━━ Data for this exercise
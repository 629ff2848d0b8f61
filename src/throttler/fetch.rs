use std::pin::pin;
use std::sync::{Arc, Mutex};
use std::time::Duration;
use tokio::sync::Notify;
use tokio::time::Instant;

use super::stream::{StreamBin, StreamThrottler};
use crate::{ErrorKind, Result};

/// Fetch pacing for a single bin.
///
/// Consecutive fetch starts in a bin must be separated by the bin's
/// minimum interval. A one-deep reservation serializes competing fetchers:
/// holding the reservation in every bin of the set first, then waiting out
/// each bin's schedule, keeps the multi-bin grant atomic without holding
/// any lock while sleeping.
pub(crate) struct FetchBin {
    bin_name: String,
    state: Mutex<FetchBinState>,
    notify: Notify,
}

struct FetchBinState {
    alive: bool,
    min_interval: Duration,
    last_fetch_start: Option<Instant>,
    reserved: bool,
}

/// Far enough in the future to act as "park until reconfigured" when a
/// deadline computation overflows
const FAR_FUTURE: Duration = Duration::from_secs(60 * 60 * 24 * 365);

impl FetchBin {
    pub(crate) fn new(bin_name: &str, min_interval: Duration) -> Self {
        Self {
            bin_name: bin_name.to_string(),
            state: Mutex::new(FetchBinState {
                alive: true,
                min_interval,
                last_fetch_start: None,
                reserved: false,
            }),
            notify: Notify::new(),
        }
    }

    /// Wait until this bin's next-fetch slot is free and claim it. The
    /// claim is withdrawn with [`clear_reservation`](Self::clear_reservation)
    /// or consumed by [`wait_next_fetch`](Self::wait_next_fetch).
    pub(crate) async fn reserve_fetch(&self) -> Result<()> {
        let mut notified = pin!(self.notify.notified());
        loop {
            notified.as_mut().enable();
            {
                let mut state = self.state.lock().unwrap();
                if !state.alive {
                    return Err(ErrorKind::Shutdown);
                }
                if !state.reserved {
                    state.reserved = true;
                    return Ok(());
                }
            }
            notified.as_mut().await;
            notified.set(self.notify.notified());
        }
    }

    pub(crate) fn clear_reservation(&self) {
        let mut state = self.state.lock().unwrap();
        assert!(
            state.reserved,
            "bin '{}': clearing a fetch reservation that is not held",
            self.bin_name
        );
        state.reserved = false;
        drop(state);
        self.notify.notify_waiters();
    }

    /// Wait out the pacing schedule, stamp the fetch start, and release
    /// the reservation. Must hold the reservation from
    /// [`reserve_fetch`](Self::reserve_fetch).
    pub(crate) async fn wait_next_fetch(&self) -> Result<()> {
        let mut notified = pin!(self.notify.notified());
        let mut logged = false;
        loop {
            notified.as_mut().enable();
            let deadline = {
                let mut state = self.state.lock().unwrap();
                assert!(
                    state.reserved,
                    "bin '{}': no fetch reservation held",
                    self.bin_name
                );
                if !state.alive {
                    return Err(ErrorKind::Shutdown);
                }
                let now = Instant::now();
                let deadline = match state.last_fetch_start {
                    None => now,
                    Some(last) => last
                        .checked_add(state.min_interval)
                        .unwrap_or_else(|| now + FAR_FUTURE),
                };
                if deadline <= now {
                    state.last_fetch_start = Some(now);
                    state.reserved = false;
                    drop(state);
                    self.notify.notify_waiters();
                    return Ok(());
                }
                deadline
            };
            if !logged {
                log::debug!(
                    "bin '{}': waiting {}ms before next fetch",
                    self.bin_name,
                    deadline.saturating_duration_since(Instant::now()).as_millis()
                );
                logged = true;
            }
            tokio::select! {
                () = notified.as_mut() => {
                    notified.set(self.notify.notified());
                }
                () = tokio::time::sleep_until(deadline) => {}
            }
        }
    }

    pub(crate) fn update_min_interval(&self, min_interval: Duration) {
        let mut state = self.state.lock().unwrap();
        if state.min_interval != min_interval {
            log::debug!(
                "bin '{}': min time between fetches {:?} -> {:?}",
                self.bin_name,
                state.min_interval,
                min_interval
            );
            state.min_interval = min_interval;
            drop(state);
            self.notify.notify_waiters();
        }
    }

    pub(crate) fn shut_down(&self) {
        self.state.lock().unwrap().alive = false;
        self.notify.notify_waiters();
    }
}

/// Clears the fetch reservations in `bins[from..to]` if the grant walk
/// fails or is cancelled while they are still held
struct FetchReservations<'a> {
    bins: &'a [Arc<FetchBin>],
    from: usize,
    to: usize,
}

impl Drop for FetchReservations<'_> {
    fn drop(&mut self) {
        for bin in self.bins[self.from..self.to].iter().rev() {
            bin.clear_reservation();
        }
    }
}

/// The fetch pacing gate for one checked-out connection, scoped to the
/// connection's bins. Obtained once per checkout from
/// [`ConnectionThrottler::connection_fetch_throttler`](super::ConnectionThrottler::connection_fetch_throttler).
pub struct FetchThrottler {
    fetch_bins: Vec<Arc<FetchBin>>,
    stream_bins: Vec<Arc<StreamBin>>,
}

impl FetchThrottler {
    pub(crate) fn new(fetch_bins: Vec<Arc<FetchBin>>, stream_bins: Vec<Arc<StreamBin>>) -> Self {
        Self {
            fetch_bins,
            stream_bins,
        }
    }

    /// Wait until a fetch may start in every bin of the set, then stamp
    /// the fetch start time in all of them.
    ///
    /// Two phases, both in canonical bin order: first claim each bin's
    /// next-fetch slot (so competing fetchers serialize without deadlock),
    /// then wait out each bin's schedule. Claims not yet converted are
    /// withdrawn if the wait is interrupted.
    ///
    /// # Errors
    ///
    /// [`ErrorKind::Shutdown`] if the group is torn down while waiting.
    pub async fn obtain_fetch_document_permission(&self) -> Result<()> {
        let mut claims = FetchReservations {
            bins: &self.fetch_bins,
            from: 0,
            to: 0,
        };
        for (i, bin) in self.fetch_bins.iter().enumerate() {
            bin.reserve_fetch().await?;
            claims.to = i + 1;
        }
        for (i, bin) in self.fetch_bins.iter().enumerate() {
            // A successful wait releases that bin's claim itself.
            bin.wait_next_fetch().await?;
            claims.from = i + 1;
        }
        Ok(())
    }

    /// Open the bandwidth pacing context for the fetch about to happen.
    /// Close it with [`StreamThrottler::close_stream`] (or by dropping it)
    /// when the transfer ends, successfully or not.
    #[must_use]
    pub fn create_fetch_stream(&self) -> StreamThrottler {
        for bin in &self.stream_bins {
            bin.begin_stream();
        }
        StreamThrottler::new(self.stream_bins.clone())
    }
}

#[cfg(test)]
mod tests {
    use super::*;

    fn throttler_for(bins: Vec<Arc<FetchBin>>) -> FetchThrottler {
        FetchThrottler::new(bins, Vec::new())
    }

    #[tokio::test(start_paused = true)]
    async fn fetch_starts_respect_the_minimum_interval() {
        let bin = Arc::new(FetchBin::new("paced", Duration::from_millis(20)));
        let throttler = throttler_for(vec![Arc::clone(&bin)]);

        let mut stamps = Vec::new();
        for _ in 0..5 {
            throttler.obtain_fetch_document_permission().await.unwrap();
            stamps.push(Instant::now());
        }
        for pair in stamps.windows(2) {
            assert!(pair[1] - pair[0] >= Duration::from_millis(20));
        }
    }

    #[tokio::test(start_paused = true)]
    async fn zero_interval_grants_immediately() {
        let bin = Arc::new(FetchBin::new("free", Duration::ZERO));
        let throttler = throttler_for(vec![bin]);

        let start = Instant::now();
        for _ in 0..10 {
            throttler.obtain_fetch_document_permission().await.unwrap();
        }
        assert_eq!(Instant::now(), start);
    }

    #[tokio::test(start_paused = true)]
    async fn competing_fetchers_are_serialized() {
        let bin = Arc::new(FetchBin::new("shared", Duration::from_millis(10)));
        let stamps = Arc::new(Mutex::new(Vec::new()));

        let mut tasks = Vec::new();
        for _ in 0..4 {
            let bin = Arc::clone(&bin);
            let stamps = Arc::clone(&stamps);
            tasks.push(tokio::spawn(async move {
                let throttler = throttler_for(vec![bin]);
                for _ in 0..3 {
                    throttler.obtain_fetch_document_permission().await.unwrap();
                    stamps.lock().unwrap().push(Instant::now());
                }
            }));
        }
        for task in tasks {
            task.await.unwrap();
        }

        let mut stamps = stamps.lock().unwrap().clone();
        stamps.sort();
        assert_eq!(stamps.len(), 12);
        for pair in stamps.windows(2) {
            assert!(pair[1] - pair[0] >= Duration::from_millis(10));
        }
    }

    #[tokio::test]
    async fn shutdown_unblocks_a_parked_fetch() {
        let bin = Arc::new(FetchBin::new("dying", Duration::from_secs(3600)));
        let throttler = throttler_for(vec![Arc::clone(&bin)]);
        throttler.obtain_fetch_document_permission().await.unwrap();

        let waiter = {
            let bin = Arc::clone(&bin);
            tokio::spawn(async move {
                throttler_for(vec![bin])
                    .obtain_fetch_document_permission()
                    .await
            })
        };
        tokio::task::yield_now().await;
        bin.shut_down();
        assert!(matches!(waiter.await.unwrap(), Err(ErrorKind::Shutdown)));
    }

    #[test]
    #[should_panic(expected = "clearing a fetch reservation that is not held")]
    fn clearing_an_unheld_reservation_panics() {
        let bin = FetchBin::new("strict", Duration::ZERO);
        bin.clear_reservation();
    }
}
━━━━
▶ **About this task**:
Go through the listing above and write out exactly the lines starting with the one holding "per checkout from" and running through the one holding "bin's claim itself.", ends included, and no others.

▶ **Solution for this task**:
/// connection's bins. Obtained once per checkout from
/// [`ConnectionThrottler::connection_fetch_throttler`](super::ConnectionThrottler::connection_fetch_throttler).
pub struct FetchThrottler {
    fetch_bins: Vec<Arc<FetchBin>>,
    stream_bins: Vec<Arc<StreamBin>>,
}

impl FetchThrottler {
    pub(crate) fn new(fetch_bins: Vec<Arc<FetchBin>>, stream_bins: Vec<Arc<StreamBin>>) -> Self {
        Self {
            fetch_bins,
            stream_bins,
        }
    }

    /// Wait until a fetch may start in every bin of the set, then stamp
    /// the fetch start time in all of them.
    ///
    /// Two phases, both in canonical bin order: first claim each bin's
    /// next-fetch slot (so competing fetchers serialize without deadlock),
    /// then wait out each bin's schedule. Claims not yet converted are
    /// withdrawn if the wait is interrupted.
    ///
    /// # Errors
    ///
    /// [`ErrorKind::Shutdown`] if the group is torn down while waiting.
    pub async fn obtain_fetch_document_permission(&self) -> Result<()> {
        let mut claims = FetchReservations {
            bins: &self.fetch_bins,
            from: 0,
            to: 0,
        };
        for (i, bin) in self.fetch_bins.iter().enumerate() {
            bin.reserve_fetch().await?;
            claims.to = i + 1;
        }
        for (i, bin) in self.fetch_bins.iter().enumerate() {
            // A successful wait releases that bin's claim itself.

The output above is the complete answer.